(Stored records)
——
//! Game loop thread: runs the simulation engine at 60Hz and publishes snapshots.
//!
//! The engine is created inside the thread so the profile store never
//! crosses threads after loading. Commands and input arrive via `mpsc`;
//! every snapshot is folded into the run summary and stored for polling.

use std::io;
use std::path::PathBuf;
use std::sync::mpsc;
use std::thread::JoinHandle;
use std::time::{Duration, Instant};

use log::{debug, info};

use invaders_campaign::JsonProfileStore;
use invaders_core::constants::TICK_RATE;
use invaders_core::state::GameStateSnapshot;
use invaders_sim::engine::{SimConfig, SimulationEngine};

use crate::state::{GameLoopCommand, RunSummary, SharedSnapshot};

/// Nominal duration of one tick at 1x speed.
pub const TICK_DURATION: Duration = Duration::from_nanos(1_000_000_000 / TICK_RATE as u64);

/// How the loop builds its engine and paces its ticks.
#[derive(Debug, Clone)]
pub struct LoopConfig {
    pub sim: SimConfig,
    /// Directory for the config and high-score files. `None` keeps the profile in memory.
    pub data_dir: Option<PathBuf>,
    /// Speed multiplier; `0` runs ticks back to back.
    pub time_scale: f64,
}

impl Default for LoopConfig {
    fn default() -> Self {
        Self {
            sim: SimConfig::default(),
            data_dir: None,
            time_scale: 1.0,
        }
    }
}

impl LoopConfig {
    fn tick_duration(&self) -> Option<Duration> {
        (self.time_scale > 0.001).then(|| TICK_DURATION.div_f64(self.time_scale))
    }
}

/// Spawns the game loop in a new thread.
///
/// Returns the command sender and a handle that yields the run summary
/// once the loop stops.
pub fn spawn_game_loop(
    config: LoopConfig,
    latest_snapshot: SharedSnapshot,
) -> io::Result<(mpsc::Sender<GameLoopCommand>, JoinHandle<RunSummary>)> {
    let (cmd_tx, cmd_rx) = mpsc::channel::<GameLoopCommand>();

    let handle = std::thread::Builder::new()
        .name("invaders-game-loop".into())
        .spawn(move || {
            let engine = build_engine(&config);
            run_game_loop(engine, &config, cmd_rx, &latest_snapshot)
        })?;

    Ok((cmd_tx, handle))
}

fn build_engine(config: &LoopConfig) -> SimulationEngine {
    match &config.data_dir {
        Some(dir) => {
            info!("profile directory {}", dir.display());
            SimulationEngine::with_store(config.sim, Box::new(JsonProfileStore::new(dir.clone())))
        }
        None => SimulationEngine::new(config.sim),
    }
}

/// The game loop. Runs until Shutdown or channel disconnect.
fn run_game_loop(
    mut engine: SimulationEngine,
    config: &LoopConfig,
    cmd_rx: mpsc::Receiver<GameLoopCommand>,
    latest_snapshot: &SharedSnapshot,
) -> RunSummary {
    let mut summary = RunSummary::default();
    let tick_duration = config.tick_duration();
    let mut next_tick_time = Instant::now();

    loop {
        // 1. Drain all pending commands
        let mut queued = false;
        loop {
            match cmd_rx.try_recv() {
                Ok(GameLoopCommand::Player(cmd)) => {
                    engine.queue_command(cmd);
                    queued = true;
                }
                Ok(GameLoopCommand::Input(input)) => engine.set_input(input),
                Ok(GameLoopCommand::Shutdown) | Err(mpsc::TryRecvError::Disconnected) => {
                    // Commands sent ahead of the shutdown still take effect.
                    if queued {
                        publish(engine.tick(), &mut summary, latest_snapshot);
                    }
                    debug!("game loop stopping after {} ticks", summary.ticks);
                    return summary;
                }
                Err(mpsc::TryRecvError::Empty) => break,
            }
        }

        // 2. Advance one tick (the engine holds time outside the Playing phase)
        // 3. Store latest snapshot for polling
        publish(engine.tick(), &mut summary, latest_snapshot);

        // 4. Sleep until next tick
        let Some(tick_duration) = tick_duration else {
            std::thread::yield_now();
            continue;
        };
        next_tick_time += tick_duration;
        let now = Instant::now();
        if next_tick_time > now {
            std::thread::sleep(next_tick_time - now);
        } else if now - next_tick_time > tick_duration * 2 {
            // Too far behind: reset to avoid a catch-up spiral
            next_tick_time = now;
        }
    }
}

fn publish(snapshot: GameStateSnapshot, summary: &mut RunSummary, latest_snapshot: &SharedSnapshot) {
    summary.record(&snapshot);
    if let Ok(mut lock) = latest_snapshot.lock() {
        *lock = Some(snapshot);
    }
}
——
TO DO: The records shown earlier should all be returned verbatim.

ANSWER SECTION:
//! Game loop thread: runs the simulation engine at 60Hz and publishes snapshots.
//!
//! The engine is created inside the thread so the profile store never
//! crosses threads after loading. Commands and input arrive via `mpsc`;
//! every snapshot is folded into the run summary and stored for polling.

use std::io;
use std::path::PathBuf;
use std::sync::mpsc;
use std::thread::JoinHandle;
use std::time::{Duration, Instant};

use log::{debug, info};

use invaders_campaign::JsonProfileStore;
use invaders_core::constants::TICK_RATE;
use invaders_core::state::GameStateSnapshot;
use invaders_sim::engine::{SimConfig, SimulationEngine};

use crate::state::{GameLoopCommand, RunSummary, SharedSnapshot};

/// Nominal duration of one tick at 1x speed.
pub const TICK_DURATION: Duration = Duration::from_nanos(1_000_000_000 / TICK_RATE as u64);

/// How the loop builds its engine and paces its ticks.
#[derive(Debug, Clone)]
pub struct LoopConfig {
    pub sim: SimConfig,
    /// Directory for the config and high-score files. `None` keeps the profile in memory.
    pub data_dir: Option<PathBuf>,
    /// Speed multiplier; `0` runs ticks back to back.
    pub time_scale: f64,
}

impl Default for LoopConfig {
    fn default() -> Self {
        Self {
            sim: SimConfig::default(),
            data_dir: None,
            time_scale: 1.0,
        }
    }
}

impl LoopConfig {
    fn tick_duration(&self) -> Option<Duration> {
        (self.time_scale > 0.001).then(|| TICK_DURATION.div_f64(self.time_scale))
    }
}

/// Spawns the game loop in a new thread.
///
/// Returns the command sender and a handle that yields the run summary
/// once the loop stops.
pub fn spawn_game_loop(
    config: LoopConfig,
    latest_snapshot: SharedSnapshot,
) -> io::Result<(mpsc::Sender<GameLoopCommand>, JoinHandle<RunSummary>)> {
    let (cmd_tx, cmd_rx) = mpsc::channel::<GameLoopCommand>();

    let handle = std::thread::Builder::new()
        .name("invaders-game-loop".into())
        .spawn(move || {
            let engine = build_engine(&config);
            run_game_loop(engine, &config, cmd_rx, &latest_snapshot)
        })?;

    Ok((cmd_tx, handle))
}

fn build_engine(config: &LoopConfig) -> SimulationEngine {
    match &config.data_dir {
        Some(dir) => {
            info!("profile directory {}", dir.display());
            SimulationEngine::with_store(config.sim, Box::new(JsonProfileStore::new(dir.clone())))
        }
        None => SimulationEngine::new(config.sim),
    }
}

/// The game loop. Runs until Shutdown or channel disconnect.
fn run_game_loop(
    mut engine: SimulationEngine,
    config: &LoopConfig,
    cmd_rx: mpsc::Receiver<GameLoopCommand>,
    latest_snapshot: &SharedSnapshot,
) -> RunSummary {
    let mut summary = RunSummary::default();
    let tick_duration = config.tick_duration();
    let mut next_tick_time = Instant::now();

    loop {
        // 1. Drain all pending commands
        let mut queued = false;
        loop {
            match cmd_rx.try_recv() {
                Ok(GameLoopCommand::Player(cmd)) => {
                    engine.queue_command(cmd);
                    queued = true;
                }
                Ok(GameLoopCommand::Input(input)) => engine.set_input(input),
                Ok(GameLoopCommand::Shutdown) | Err(mpsc::TryRecvError::Disconnected) => {
                    // Commands sent ahead of the shutdown still take effect.
                    if queued {
                        publish(engine.tick(), &mut summary, latest_snapshot);
                    }
                    debug!("game loop stopping after {} ticks", summary.ticks);
                    return summary;
                }
                Err(mpsc::TryRecvError::Empty) => break,
            }
        }

        // 2. Advance one tick (the engine holds time outside the Playing phase)
        // 3. Store latest snapshot for polling
        publish(engine.tick(), &mut summary, latest_snapshot);

        // 4. Sleep until next tick
        let Some(tick_duration) = tick_duration else {
            std::thread::yield_now();
            continue;
        };
        next_tick_time += tick_duration;
        let now = Instant::now();
        if next_tick_time > now {
            std::thread::sleep(next_tick_time - now);
        } else if now - next_tick_time > tick_duration * 2 {
            // Too far behind: reset to avoid a catch-up spiral
            next_tick_time = now;
        }
    }
}

fn publish(snapshot: GameStateSnapshot, summary: &mut RunSummary, latest_snapshot: &SharedSnapshot) {
    summary.record(&snapshot);
    if let Ok(mut lock) = latest_snapshot.lock() {
        *lock = Some(snapshot);
    }
}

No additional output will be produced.